Collected data entries
****
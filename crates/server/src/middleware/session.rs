//! Session middleware configuration.
//!
//! Production uses `PostgreSQL`-backed sessions; tests and `BLOG_IN_MEMORY`
//! runs use the in-process store that ships with tower-sessions.

use tower_sessions::{Expiry, SessionManagerLayer, SessionStore};

use crate::config::ServerConfig;

/// Session cookie name.
pub const SESSION_COOKIE_NAME: &str = "inkpost_session";

/// Session expiry time in seconds (7 days).
const SESSION_EXPIRY_SECONDS: i64 = 7 * 24 * 60 * 60;

/// Create the session layer over any session store.
///
/// The cookie is `HttpOnly`, `SameSite=Lax`, and `Secure` when the public
/// base URL is served over HTTPS.
#[must_use]
pub fn create_session_layer<S>(store: S, config: &ServerConfig) -> SessionManagerLayer<S>
where
    S: SessionStore + Clone,
{
    SessionManagerLayer::new(store)
        .with_name(SESSION_COOKIE_NAME)
        .with_expiry(Expiry::OnInactivity(
            tower_sessions::cookie::time::Duration::seconds(SESSION_EXPIRY_SECONDS),
        ))
        .with_secure(config.is_secure())
        .with_same_site(tower_sessions::cookie::SameSite::Lax)
        .with_http_only(true)
        .with_path("/")
}
//! Authentication error types.

use thiserror::Error;

use crate::db::RepositoryError;

/// Errors that can occur during authentication operations.
#[derive(Debug, Error)]
pub enum AuthError {
    /// Invalid username.
    #[error("invalid username: {0}")]
    InvalidUsername(#[from] inkpost_core::UsernameError),

    /// Password was empty.
    #[error("password cannot be empty")]
    MissingPassword,

    /// Invalid credentials (wrong password or user not found).
    #[error("invalid credentials")]
    InvalidCredentials,

    /// User already exists.
    #[error("user already exists")]
    UserAlreadyExists,

    /// Repository/database error.
    #[error("database error: {0}")]
    Repository(#[from] RepositoryError),

    /// Password hashing error.
    #[error("password hashing error")]
    PasswordHash,
}
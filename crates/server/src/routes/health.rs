//! Health check endpoints.

use axum::{extract::State, http::StatusCode, response::IntoResponse};

use crate::state::AppState;

/// Liveness probe.
pub async fn health() -> &'static str {
    "ok"
}

/// Readiness probe. Fails with 503 when the store is unreachable.
pub async fn ready(State(state): State<AppState>) -> impl IntoResponse {
    match state.store().ping().await {
        Ok(()) => (StatusCode::OK, "ok"),
        Err(e) => {
            tracing::warn!(error = %e, "Readiness check failed");
            (StatusCode::SERVICE_UNAVAILABLE, "unavailable")
        }
    }
}
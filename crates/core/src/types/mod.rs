//! Core types for Inkpost.
//!
//! This module provides type-safe wrappers for common domain concepts.

pub mod id;
pub mod role;
pub mod username;

pub use id::*;
pub use role::Role;
pub use username::{Username, UsernameError};
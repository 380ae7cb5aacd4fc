//! Database migration command.
//!
//! Applies the blog schema from `crates/server/migrations/` and then lets the
//! session store create its own table.

use tower_sessions_sqlx_store::PostgresStore;

use super::{CommandError, connect};

/// Run all migrations.
///
/// # Errors
///
/// Returns `CommandError` if the database is unreachable or a migration fails.
pub async fn run() -> Result<(), CommandError> {
    let pool = connect().await?;

    tracing::info!("Running blog migrations...");
    sqlx::migrate!("../server/migrations").run(&pool).await?;

    tracing::info!("Creating session table...");
    PostgresStore::new(pool).migrate().await?;

    tracing::info!("Migrations complete!");
    Ok(())
}
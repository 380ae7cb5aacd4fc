//! User repository for database operations.
//!
//! Queries are checked at runtime; rows are decoded into private row types
//! and converted into domain types here.

use inkpost_core::{Role, UserId, Username};
use sqlx::PgPool;

use super::{RepositoryError, map_constraint_error};
use crate::models::User;

/// Raw `blog.users` row without the password hash.
#[derive(sqlx::FromRow)]
struct UserRow {
    id: i32,
    username: String,
    role: String,
}

/// Raw `blog.users` row including the password hash.
#[derive(sqlx::FromRow)]
struct UserWithHashRow {
    id: i32,
    username: String,
    role: String,
    password_hash: String,
}

impl UserRow {
    fn into_user(self) -> Result<User, RepositoryError> {
        let username = Username::parse(&self.username).map_err(|e| {
            RepositoryError::DataCorruption(format!("invalid username in database: {e}"))
        })?;

        Ok(User {
            id: UserId::new(self.id),
            username,
            role: Role::from(self.role),
        })
    }
}

/// Repository for user database operations.
pub struct UserRepository<'a> {
    pool: &'a PgPool,
}

impl<'a> UserRepository<'a> {
    /// Create a new user repository.
    #[must_use]
    pub const fn new(pool: &'a PgPool) -> Self {
        Self { pool }
    }

    /// Create a new user.
    ///
    /// # Errors
    ///
    /// Returns `RepositoryError::Conflict` if the username already exists.
    /// Returns `RepositoryError::Database` for other database errors.
    pub async fn create(
        &self,
        username: &Username,
        password_hash: &str,
        role: &Role,
    ) -> Result<User, RepositoryError> {
        let row: UserRow = sqlx::query_as(
            r"
            INSERT INTO blog.users (username, password_hash, role)
            VALUES ($1, $2, $3)
            RETURNING id, username, role
            ",
        )
        .bind(username.as_str())
        .bind(password_hash)
        .bind(role.as_str())
        .fetch_one(self.pool)
        .await
        .map_err(|e| map_constraint_error(e, "username"))?;

        row.into_user()
    }

    /// Get a user by their ID.
    ///
    /// # Errors
    ///
    /// Returns `RepositoryError::Database` if the query fails.
    /// Returns `RepositoryError::DataCorruption` if the stored username is invalid.
    pub async fn get_by_id(&self, id: UserId) -> Result<Option<User>, RepositoryError> {
        let row: Option<UserRow> = sqlx::query_as(
            r"
            SELECT id, username, role
            FROM blog.users
            WHERE id = $1
            ",
        )
        .bind(id.as_i32())
        .fetch_optional(self.pool)
        .await?;

        row.map(UserRow::into_user).transpose()
    }

    /// Get a user by their username.
    ///
    /// # Errors
    ///
    /// Returns `RepositoryError::Database` if the query fails.
    /// Returns `RepositoryError::DataCorruption` if the stored username is invalid.
    pub async fn get_by_username(&self, username: &str) -> Result<Option<User>, RepositoryError> {
        let row: Option<UserRow> = sqlx::query_as(
            r"
            SELECT id, username, role
            FROM blog.users
            WHERE username = $1
            ",
        )
        .bind(username)
        .fetch_optional(self.pool)
        .await?;

        row.map(UserRow::into_user).transpose()
    }

    /// Get a user and their password hash by username.
    ///
    /// # Errors
    ///
    /// Returns `RepositoryError::Database` if the query fails.
    pub async fn get_password_hash(
        &self,
        username: &str,
    ) -> Result<Option<(User, String)>, RepositoryError> {
        let row: Option<UserWithHashRow> = sqlx::query_as(
            r"
            SELECT id, username, role, password_hash
            FROM blog.users
            WHERE username = $1
            ",
        )
        .bind(username)
        .fetch_optional(self.pool)
        .await?;

        let Some(r) = row else {
            return Ok(None);
        };

        let user = UserRow {
            id: r.id,
            username: r.username,
            role: r.role,
        }
        .into_user()?;

        Ok(Some((user, r.password_hash)))
    }
}
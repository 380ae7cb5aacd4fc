//! `PostgreSQL`-backed [`BlogStore`].

use async_trait::async_trait;
use inkpost_core::{PostId, Role, UserId, Username};
use sqlx::PgPool;

use super::{BlogStore, PostRepository, RepositoryError, UserRepository};
use crate::models::{BlogPost, NewPost, PostWithAuthor, User};

/// Store backed by a `PostgreSQL` connection pool.
#[derive(Clone)]
pub struct PgStore {
    pool: PgPool,
}

impl PgStore {
    /// Wrap an existing pool.
    #[must_use]
    pub const fn new(pool: PgPool) -> Self {
        Self { pool }
    }

    fn users(&self) -> UserRepository<'_> {
        UserRepository::new(&self.pool)
    }

    fn posts(&self) -> PostRepository<'_> {
        PostRepository::new(&self.pool)
    }
}

#[async_trait]
impl BlogStore for PgStore {
    async fn create_user(
        &self,
        username: &Username,
        password_hash: &str,
        role: &Role,
    ) -> Result<User, RepositoryError> {
        self.users().create(username, password_hash, role).await
    }

    async fn get_user(&self, id: UserId) -> Result<Option<User>, RepositoryError> {
        self.users().get_by_id(id).await
    }

    async fn get_user_by_username(
        &self,
        username: &str,
    ) -> Result<Option<User>, RepositoryError> {
        self.users().get_by_username(username).await
    }

    async fn get_password_hash(
        &self,
        username: &str,
    ) -> Result<Option<(User, String)>, RepositoryError> {
        self.users().get_password_hash(username).await
    }

    async fn list_posts(&self) -> Result<Vec<BlogPost>, RepositoryError> {
        self.posts().list().await
    }

    async fn get_post(&self, id: PostId) -> Result<Option<PostWithAuthor>, RepositoryError> {
        self.posts().get_with_author(id).await
    }

    async fn create_post(&self, post: &NewPost) -> Result<BlogPost, RepositoryError> {
        self.posts().create(post).await
    }

    async fn delete_post(&self, id: PostId) -> Result<bool, RepositoryError> {
        self.posts().delete(id).await
    }

    async fn ping(&self) -> Result<(), RepositoryError> {
        sqlx::query("SELECT 1").execute(&self.pool).await?;
        Ok(())
    }
}
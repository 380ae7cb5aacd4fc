//! User management commands.

use inkpost_core::{Role, UserId};
use inkpost_server::db::PgStore;
use inkpost_server::services::AuthService;

use super::{CommandError, connect};

/// Create a new user.
///
/// Goes through the same registration path as the web form, so the password
/// is hashed identically.
///
/// # Errors
///
/// Returns `CommandError::Auth` if the username is blank or taken, or the
/// password is empty.
pub async fn create(username: &str, password: &str, role: &str) -> Result<UserId, CommandError> {
    let pool = connect().await?;
    let store = PgStore::new(pool);

    let user = AuthService::new(&store)
        .register(username, password, Role::from(role))
        .await?;

    tracing::info!(
        "User created successfully! ID: {}, Username: {}, Role: {}",
        user.id,
        user.username,
        user.role
    );
    Ok(user.id)
}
****
● Exercise directions: Give the exact lines, and only those, from the line containing "Ok(Some((user, r.password_hash)))" through the line containing "async fn get_post(&self, id: PostId)" in the entries above.

● Your response:
        Ok(Some((user, r.password_hash)))
    }
}
repository 380ae7cb5aacd4fc
//! `PostgreSQL`-backed [`BlogStore`].

use async_trait::async_trait;
use inkpost_core::{PostId, Role, UserId, Username};
use sqlx::PgPool;

use super::{BlogStore, PostRepository, RepositoryError, UserRepository};
use crate::models::{BlogPost, NewPost, PostWithAuthor, User};

/// Store backed by a `PostgreSQL` connection pool.
#[derive(Clone)]
pub struct PgStore {
    pool: PgPool,
}

impl PgStore {
    /// Wrap an existing pool.
    #[must_use]
    pub const fn new(pool: PgPool) -> Self {
        Self { pool }
    }

    fn users(&self) -> UserRepository<'_> {
        UserRepository::new(&self.pool)
    }

    fn posts(&self) -> PostRepository<'_> {
        PostRepository::new(&self.pool)
    }
}

#[async_trait]
impl BlogStore for PgStore {
    async fn create_user(
        &self,
        username: &Username,
        password_hash: &str,
        role: &Role,
    ) -> Result<User, RepositoryError> {
        self.users().create(username, password_hash, role).await
    }

    async fn get_user(&self, id: UserId) -> Result<Option<User>, RepositoryError> {
        self.users().get_by_id(id).await
    }

    async fn get_user_by_username(
        &self,
        username: &str,
    ) -> Result<Option<User>, RepositoryError> {
        self.users().get_by_username(username).await
    }

    async fn get_password_hash(
        &self,
        username: &str,
    ) -> Result<Option<(User, String)>, RepositoryError> {
        self.users().get_password_hash(username).await
    }

    async fn list_posts(&self) -> Result<Vec<BlogPost>, RepositoryError> {
        self.posts().list().await
    }

    async fn get_post(&self, id: PostId) -> Result<Option<PostWithAuthor>, RepositoryError> {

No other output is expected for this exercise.